Live: Ray Wylie Hubbard, Houston
Texas has a boxcar full of “legendary” singer/songwriters, and folks in other parts of the country may have heard of some of them. Ray Wylie Hubbard has been around for a while, he’s kind of an elder statesman of the Lone Star singer/songwriter contingent. Saturday he offered a great little in-store performance at Houston’s Cactus Music and Video to showcase his latest album, A. Enlightenment B. Endarkenment (Hint: There Is No C).
“The world’s worst album title,” he cracked, as he launched into “Drunken Poet’s Dream” from the new album. The song, co-written with Houston singer/songwriter Hayes Carll, talks about a woman who likes “being naked and gazed upon,” before it flips down the list of writer’s “inspirations” that make for great literature (and shot livers).

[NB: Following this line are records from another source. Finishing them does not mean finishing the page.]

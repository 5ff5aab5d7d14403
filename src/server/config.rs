//! Startup configuration for the gateway and the relay.
//!
//! Settings come from the environment or a JSON file and are validated once,
//! up front; the resulting config structs are immutable for the life of the
//! process.

use std::fmt::Display;
use std::str::FromStr;
use std::time::Duration;

use anyhow::{anyhow, bail, Context, Result};
use reqwest::Url;
use serde::Deserialize;

use crate::security::AuthMode;
use crate::transport::stream::DEFAULT_CHUNK_SIZE;

pub const DEFAULT_TOKEN_TTL_HOURS: i64 = 4;
pub const DEFAULT_UPSTREAM_URL: &str = "http://127.0.0.1:11434/";
pub const DEFAULT_GATEWAY_PORT: u16 = 8000;
pub const DEFAULT_RELAY_PORT: u16 = 11434;
pub const DEFAULT_MAX_BODY_BYTES: usize = 16 * 1024 * 1024;

/// Raw, unvalidated settings. Field names double as JSON keys; environment
/// variables use the upper-case form.
#[derive(Clone, Default, Deserialize)]
#[serde(default)]
pub struct Settings {
    pub secret_key: Option<String>,
    pub token_password: Option<String>,
    pub token_expire_hours: Option<i64>,
    pub upstream_url: Option<String>,
    pub gateway_url: Option<String>,
    pub listen_port: Option<u16>,
    pub auth_mode: Option<String>,
    pub api_key: Option<String>,
    pub upstream_timeout_secs: Option<u64>,
    pub stream_chunk_size: Option<usize>,
    pub max_body_bytes: Option<usize>,
    pub token_sweep_interval_secs: Option<u64>,
}

impl Settings {
    pub fn from_env() -> Result<Self> {
        Self::from_lookup(|key| std::env::var(key).ok())
    }

    /// Read settings through `lookup` (an environment stand-in). Blank values
    /// count as unset.
    pub fn from_lookup(lookup: impl Fn(&str) -> Option<String>) -> Result<Self> {
        let get = |key: &str| lookup(key).filter(|v| !v.trim().is_empty());

        Ok(Self {
            secret_key: get("SECRET_KEY"),
            token_password: get("TOKEN_PASSWORD"),
            token_expire_hours: parse_var(&get, "TOKEN_EXPIRE_HOURS")?,
            upstream_url: get("UPSTREAM_URL").or_else(|| get("OLLAMA_API_URL")),
            gateway_url: get("GATEWAY_URL").or_else(|| get("BASE_URL")),
            listen_port: parse_var(&get, "LISTEN_PORT")?,
            auth_mode: get("AUTH_MODE"),
            api_key: get("API_KEY"),
            upstream_timeout_secs: parse_var(&get, "UPSTREAM_TIMEOUT_SECS")?,
            stream_chunk_size: parse_var(&get, "STREAM_CHUNK_SIZE")?,
            max_body_bytes: parse_var(&get, "MAX_BODY_BYTES")?,
            token_sweep_interval_secs: parse_var(&get, "TOKEN_SWEEP_INTERVAL_SECS")?,
        })
    }

    pub fn from_file(path: &str) -> Result<Self> {
        let raw = std::fs::read_to_string(path).context("reading config file")?;
        serde_json::from_str(&raw).context("parsing JSON config")
    }
}

fn parse_var<T>(get: &impl Fn(&str) -> Option<String>, key: &str) -> Result<Option<T>>
where
    T: FromStr,
    T::Err: Display,
{
    get(key)
        .map(|v| {
            v.trim()
                .parse::<T>()
                .map_err(|e| anyhow!("invalid {key}={v:?}: {e}"))
        })
        .transpose()
}

fn required(value: Option<String>, name: &str) -> Result<String> {
    value
        .filter(|v| !v.is_empty())
        .ok_or_else(|| anyhow!("{name} must be set"))
}

fn http_url(raw: String, name: &str) -> Result<String> {
    let url = Url::parse(&raw).with_context(|| format!("{name} is not a valid URL: {raw:?}"))?;
    match url.scheme() {
        "http" | "https" => Ok(raw),
        other => bail!("{name} must use http or https, got {other:?}"),
    }
}

fn token_ttl(hours: Option<i64>) -> Result<chrono::Duration> {
    let hours = hours.unwrap_or(DEFAULT_TOKEN_TTL_HOURS);
    if hours <= 0 {
        bail!("TOKEN_EXPIRE_HOURS must be positive, got {hours}");
    }
    Ok(chrono::Duration::hours(hours))
}

fn auth_mode(raw: Option<&str>, default: &str, api_key: Option<String>) -> Result<AuthMode> {
    match raw.unwrap_or(default).trim().to_ascii_lowercase().as_str() {
        "bearer" => Ok(AuthMode::Bearer),
        "api_key" | "api-key" | "apikey" => {
            let key = required(api_key, "API_KEY (required when AUTH_MODE=api_key)")?;
            Ok(AuthMode::ApiKey(key))
        }
        "disabled" | "none" => Ok(AuthMode::Disabled),
        other => bail!("unknown AUTH_MODE {other:?} (expected bearer, api_key or disabled)"),
    }
}

fn chunk_size(raw: Option<usize>) -> Result<usize> {
    match raw.unwrap_or(DEFAULT_CHUNK_SIZE) {
        0 => bail!("STREAM_CHUNK_SIZE must be positive"),
        n => Ok(n),
    }
}

/// Gateway: local issuer plus authenticated proxy.
#[derive(Clone)]
pub struct GatewayConfig {
    pub signing_secret: String,
    pub token_password: String,
    pub token_ttl: chrono::Duration,
    pub upstream_url: String,
    pub listen_port: u16,
    pub auth_mode: AuthMode,
    pub upstream_timeout: Option<Duration>,
    pub stream_chunk_size: usize,
    pub max_body_bytes: usize,
    pub sweep_interval: Option<Duration>,
}

impl std::fmt::Debug for GatewayConfig {
    fn fmt(&self, f: &mut std::fmt::Formatter<'_>) -> std::fmt::Result {
        f.debug_struct("GatewayConfig")
            .field("token_ttl", &self.token_ttl)
            .field("upstream_url", &self.upstream_url)
            .field("listen_port", &self.listen_port)
            .field("auth_mode", &self.auth_mode)
            .field("upstream_timeout", &self.upstream_timeout)
            .field("stream_chunk_size", &self.stream_chunk_size)
            .field("max_body_bytes", &self.max_body_bytes)
            .field("sweep_interval", &self.sweep_interval)
            .finish_non_exhaustive()
    }
}

impl GatewayConfig {
    /// Config with every optional setting at its default.
    pub fn new(
        signing_secret: impl Into<String>,
        token_password: impl Into<String>,
        upstream_url: impl Into<String>,
    ) -> Self {
        Self {
            signing_secret: signing_secret.into(),
            token_password: token_password.into(),
            token_ttl: chrono::Duration::hours(DEFAULT_TOKEN_TTL_HOURS),
            upstream_url: upstream_url.into(),
            listen_port: DEFAULT_GATEWAY_PORT,
            auth_mode: AuthMode::Bearer,
            upstream_timeout: None,
            stream_chunk_size: DEFAULT_CHUNK_SIZE,
            max_body_bytes: DEFAULT_MAX_BODY_BYTES,
            sweep_interval: None,
        }
    }

    pub fn from_env() -> Result<Self> {
        Self::from_settings(Settings::from_env()?)
    }

    pub fn from_file(path: &str) -> Result<Self> {
        Self::from_settings(Settings::from_file(path)?)
    }

    pub fn from_settings(s: Settings) -> Result<Self> {
        Ok(Self {
            signing_secret: required(s.secret_key, "SECRET_KEY")?,
            token_password: required(s.token_password, "TOKEN_PASSWORD")?,
            token_ttl: token_ttl(s.token_expire_hours)?,
            upstream_url: http_url(
                s.upstream_url.unwrap_or_else(|| DEFAULT_UPSTREAM_URL.to_string()),
                "UPSTREAM_URL",
            )?,
            listen_port: s.listen_port.unwrap_or(DEFAULT_GATEWAY_PORT),
            auth_mode: auth_mode(s.auth_mode.as_deref(), "bearer", s.api_key)?,
            upstream_timeout: s.upstream_timeout_secs.map(Duration::from_secs),
            stream_chunk_size: chunk_size(s.stream_chunk_size)?,
            max_body_bytes: s.max_body_bytes.unwrap_or(DEFAULT_MAX_BODY_BYTES),
            sweep_interval: s
                .token_sweep_interval_secs
                .filter(|secs| *secs > 0)
                .map(Duration::from_secs),
        })
    }

    pub fn with_listen_port(mut self, port: u16) -> Self {
        self.listen_port = port;
        self
    }

    pub fn with_auth_mode(mut self, mode: AuthMode) -> Self {
        self.auth_mode = mode;
        self
    }
}

/// Relay: a proxy that holds a token for a remote gateway.
#[derive(Clone)]
pub struct RelayConfig {
    /// Base URL of the gateway (its `/generate-token` and `/protected/` live
    /// below it).
    pub gateway_url: String,
    pub token_password: String,
    pub token_ttl: chrono::Duration,
    pub listen_port: u16,
    pub auth_mode: AuthMode,
    pub upstream_timeout: Option<Duration>,
    pub stream_chunk_size: usize,
    pub max_body_bytes: usize,
}

impl std::fmt::Debug for RelayConfig {
    fn fmt(&self, f: &mut std::fmt::Formatter<'_>) -> std::fmt::Result {
        f.debug_struct("RelayConfig")
            .field("gateway_url", &self.gateway_url)
            .field("token_ttl", &self.token_ttl)
            .field("listen_port", &self.listen_port)
            .field("auth_mode", &self.auth_mode)
            .field("upstream_timeout", &self.upstream_timeout)
            .field("stream_chunk_size", &self.stream_chunk_size)
            .field("max_body_bytes", &self.max_body_bytes)
            .finish_non_exhaustive()
    }
}

impl RelayConfig {
    pub fn new(
        gateway_url: impl Into<String>,
        token_password: impl Into<String>,
        auth_mode: AuthMode,
    ) -> Self {
        Self {
            gateway_url: gateway_url.into(),
            token_password: token_password.into(),
            token_ttl: chrono::Duration::hours(DEFAULT_TOKEN_TTL_HOURS),
            listen_port: DEFAULT_RELAY_PORT,
            auth_mode,
            upstream_timeout: None,
            stream_chunk_size: DEFAULT_CHUNK_SIZE,
            max_body_bytes: DEFAULT_MAX_BODY_BYTES,
        }
    }

    pub fn from_env() -> Result<Self> {
        Self::from_settings(Settings::from_env()?)
    }

    pub fn from_file(path: &str) -> Result<Self> {
        Self::from_settings(Settings::from_file(path)?)
    }

    pub fn from_settings(s: Settings) -> Result<Self> {
        let auth_mode = auth_mode(s.auth_mode.as_deref(), "api_key", s.api_key)?;
        if auth_mode == AuthMode::Bearer {
            bail!("the relay has no local issuer; use AUTH_MODE=api_key or disabled");
        }

        Ok(Self {
            gateway_url: http_url(required(s.gateway_url, "GATEWAY_URL")?, "GATEWAY_URL")?,
            token_password: required(s.token_password, "TOKEN_PASSWORD")?,
            token_ttl: token_ttl(s.token_expire_hours)?,
            listen_port: s.listen_port.unwrap_or(DEFAULT_RELAY_PORT),
            auth_mode,
            upstream_timeout: s.upstream_timeout_secs.map(Duration::from_secs),
            stream_chunk_size: chunk_size(s.stream_chunk_size)?,
            max_body_bytes: s.max_body_bytes.unwrap_or(DEFAULT_MAX_BODY_BYTES),
        })
    }

    pub fn with_listen_port(mut self, port: u16) -> Self {
        self.listen_port = port;
        self
    }
}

Ray explained that he originally started making the album with Gurf Morlix, but Morlix had another commitment and told Hubbard to produce it himself. Hubbard enlisted the help of Texas musician/producer George Reiff, and finished the album. Just when Hubbard thought it was done, Reiff said “You know what this album needs?” “Don’t tell me, it’s done, I don’t want to hear it,” Hubbard said. “It needs a rock anthem.”

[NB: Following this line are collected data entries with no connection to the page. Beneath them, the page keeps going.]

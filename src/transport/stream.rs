use bytes::Bytes;
use futures_util::stream::{self, Stream, StreamExt};
use tracing::warn;

use crate::transport::ProxyError;

pub const DEFAULT_CHUNK_SIZE: usize = 1024;

/// Split one upstream chunk into pieces of at most `max` bytes. Splitting a
/// `Bytes` only bumps a refcount; nothing is copied.
pub fn split_chunk(mut bytes: Bytes, max: usize) -> Vec<Bytes> {
    let max = max.max(1);
    let mut pieces = Vec::with_capacity(bytes.len().div_ceil(max));
    while bytes.len() > max {
        pieces.push(bytes.split_to(max));
    }
    if !bytes.is_empty() {
        pieces.push(bytes);
    }
    pieces
}

/// Re-emit an upstream byte stream in chunks of at most `max_chunk` bytes.
///
/// Chunks are passed on as soon as they arrive, so small event-stream frames
/// are never held back waiting to fill a chunk. An upstream error becomes a
/// [`ProxyError::StreamInterrupted`] item, which makes the server abort the
/// caller's connection rather than finish the body cleanly.
pub fn rechunk<S, E>(
    upstream: S,
    max_chunk: usize,
) -> impl Stream<Item = Result<Bytes, ProxyError>> + Send + 'static
where
    S: Stream<Item = Result<Bytes, E>> + Send + 'static,
    E: std::fmt::Display + Send + 'static,
{
    upstream
        .map(move |item| {
            let pieces: Vec<Result<Bytes, ProxyError>> = match item {
                Ok(bytes) => split_chunk(bytes, max_chunk).into_iter().map(Ok).collect(),
                Err(e) => {
                    warn!(error = %e, "upstream stream failed mid-transfer");
                    vec![Err(ProxyError::StreamInterrupted(e.to_string()))]
                }
            };
            stream::iter(pieces)
        })
        .flatten()
}
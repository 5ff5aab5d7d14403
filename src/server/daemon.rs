use std::sync::Arc;

use anyhow::Result;
use tokio::signal;
use tracing::{info, warn};

use crate::comms::local_api::{self, AppState};
use crate::comms::relay_api::{self, RelayState};
use crate::security::token_sweep::spawn_token_sweeper;
use crate::security::AuthMode;
use crate::server::config::{GatewayConfig, RelayConfig};

/// Resolves on Ctrl+C.
pub async fn shutdown_signal() {
    if let Err(e) = signal::ctrl_c().await {
        warn!(error = %e, "failed to listen for shutdown signal");
        std::future::pending::<()>().await;
    }
    info!("shutdown signal received");
}

fn announce_auth_mode(mode: &AuthMode) {
    if *mode == AuthMode::Disabled {
        warn!("AUTH_MODE=disabled: every route is reachable without credentials");
    } else {
        info!(auth_mode = mode.label(), "authentication enabled");
    }
}

pub async fn run_gateway(config: GatewayConfig) -> Result<()> {
    info!(
        upstream = %config.upstream_url,
        port = config.listen_port,
        token_ttl_hours = config.token_ttl.num_hours(),
        "gateway starting"
    );
    announce_auth_mode(&config.auth_mode);

    let state = Arc::new(AppState::new(&config)?);

    let sweeper = config.sweep_interval.map(|period| {
        info!(interval_secs = period.as_secs(), "token sweeper started");
        spawn_token_sweeper(state.issuer.clone(), period)
    });

    let result = local_api::serve(state, config.listen_port).await;

    if let Some(handle) = sweeper {
        handle.abort();
        let _ = handle.await;
    }
    result
}

pub async fn run_relay(config: RelayConfig) -> Result<()> {
    info!(
        gateway = %config.gateway_url,
        port = config.listen_port,
        "relay starting"
    );
    announce_auth_mode(&config.auth_mode);

    let state = Arc::new(RelayState::new(&config)?);
    let session = state.session.clone();

    let result = relay_api::serve(state, config.listen_port).await;

    if session.release().await {
        info!("revoked relay token on shutdown");
    }
    result
}
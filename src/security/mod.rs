pub mod api_key;
pub mod audit_log;
pub mod auth;
pub mod claims;
pub mod clock;
pub mod token_cache;
pub mod token_store;
pub mod token_sweep;

pub use api_key::AuthMode;
pub use auth::{AuthError, IssuedToken, TokenIssuer};
pub use clock::{Clock, ManualClock, SystemClock};
pub use token_store::{InMemoryTokenStore, TokenStore};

So Hubbard went home and wrote “Loose,” which is a jangly rock anthem on the album but had a lazy lope in its acoustic in-store setting. He also did “Down Home Country Blues,” which celebrates the country bluesmen of yore and proclaims “Muddy Waters is as deep as William Blake.” And he completed his four-song contractual obligation with “Whoop and Holler,” which pretty much sounds like the title.
Ray tossed in a fifth song, the ringer “Snake Farm,” which he admitted has become a bit of a crowd pleaser. I’m sorry I didn’t take any photos at the in-store, I had my hands full with a glass of that nice, cold (and free) St. Arnold beer.
Ray mentioned his big upcoming event (in addition to his current tour), which is the second annual Grit and Groove festival in legendary Luckenbach, Texas, on Saturday, April 3. He pointed out that’s Easter weekend but between “the Crucifixion and the Resurrection, you got the festival.” In addition to Ray, performers will include Hayes Carll and James McMurtry.
If you need a dose of good Texas music to warm your winter, you can’t go wrong with Ray Wylie Hubbard’s new album. He has a bunch of hot guitarists trading off nasty electric licks, and the songs are bluesy-rootsy as you can get. And yeah, the title’s terrible but the album rocks.